**What you should do**
In the material below, find all lines with the string "PayloadGenerator" and copy them.

**Data for the task**
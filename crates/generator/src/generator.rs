//! Brief → campaign payload.

use std::sync::Arc;

use adwizard_core::config::GeneratorConfig;
use adwizard_core::payload::{AdGroupSpec, AdSpec, AdType, CampaignSpec, DEFAULT_AD_GROUP_NAME};
use adwizard_core::{AdWizardResult, Brief, BriefInput, CampaignPayload};
use tracing::debug;

use crate::budget::daily_budget;
use crate::creative::{CreativeProvider, TemplateCreativeProvider};
use crate::keywords::generate_keywords;
use crate::naming::campaign_name;

/// Knobs for payload generation.
#[derive(Debug, Clone, Copy, Default)]
pub struct GeneratorOptions {
    pub enforce_char_limits: bool,
}

impl From<&GeneratorConfig> for GeneratorOptions {
    fn from(config: &GeneratorConfig) -> Self {
        Self {
            enforce_char_limits: config.enforce_char_limits,
        }
    }
}

/// Turns a validated brief into a [`CampaignPayload`].
///
/// Holds no mutable state; one instance can serve concurrent callers.
#[derive(Clone)]
pub struct PayloadGenerator {
    provider: Arc<dyn CreativeProvider>,
    options: GeneratorOptions,
}

impl PayloadGenerator {
    pub fn new(provider: Arc<dyn CreativeProvider>, options: GeneratorOptions) -> Self {
        Self { provider, options }
    }

    /// Generator backed by the fixed templates.
    pub fn with_templates(options: GeneratorOptions) -> Self {
        Self::new(Arc::new(TemplateCreativeProvider::new()), options)
    }

    pub fn provider_name(&self) -> &'static str {
        self.provider.name()
    }

    /// Build the payload. All-or-nothing: a provider failure or a creative
    /// set that breaks the provider contract is returned as an error and no
    /// payload is produced.
    pub fn generate(&self, brief: &Brief) -> AdWizardResult<CampaignPayload> {
        let product = brief.product_description();

        let creative = self.provider.generate(product, brief.target_audience())?;
        creative.check(self.options.enforce_char_limits)?;

        let payload = CampaignPayload {
            campaign: CampaignSpec {
                name: campaign_name(brief.website_url(), product),
                goal: brief.campaign_goal().platform_goal(),
                daily_budget: daily_budget(brief.budget()),
            },
            ad_group: AdGroupSpec {
                name: DEFAULT_AD_GROUP_NAME.to_string(),
            },
            ads: vec![AdSpec {
                ad_type: AdType::ResponsiveSearchAd,
                final_url: brief.website_url().to_string(),
                headlines: creative.headlines,
                descriptions: creative.descriptions,
            }],
            keywords: generate_keywords(product),
        };

        debug!(
            provider = self.provider.name(),
            campaign = %payload.campaign.name,
            goal = payload.campaign.goal.as_str(),
            daily_budget = %payload.campaign.daily_budget,
            keywords = payload.keywords.len(),
            "Generated campaign payload"
        );

        Ok(payload)
    }

    /// Validate raw form input, then generate.
    pub fn generate_from_input(&self, input: &BriefInput) -> AdWizardResult<CampaignPayload> {
        let brief = input.validate()?;
        self.generate(&brief)
    }
}

impl Default for PayloadGenerator {
    fn default() -> Self {
        Self::with_templates(GeneratorOptions::default())
    }
}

**Exercise answer**
pub struct PayloadGenerator {
impl PayloadGenerator {
impl Default for PayloadGenerator {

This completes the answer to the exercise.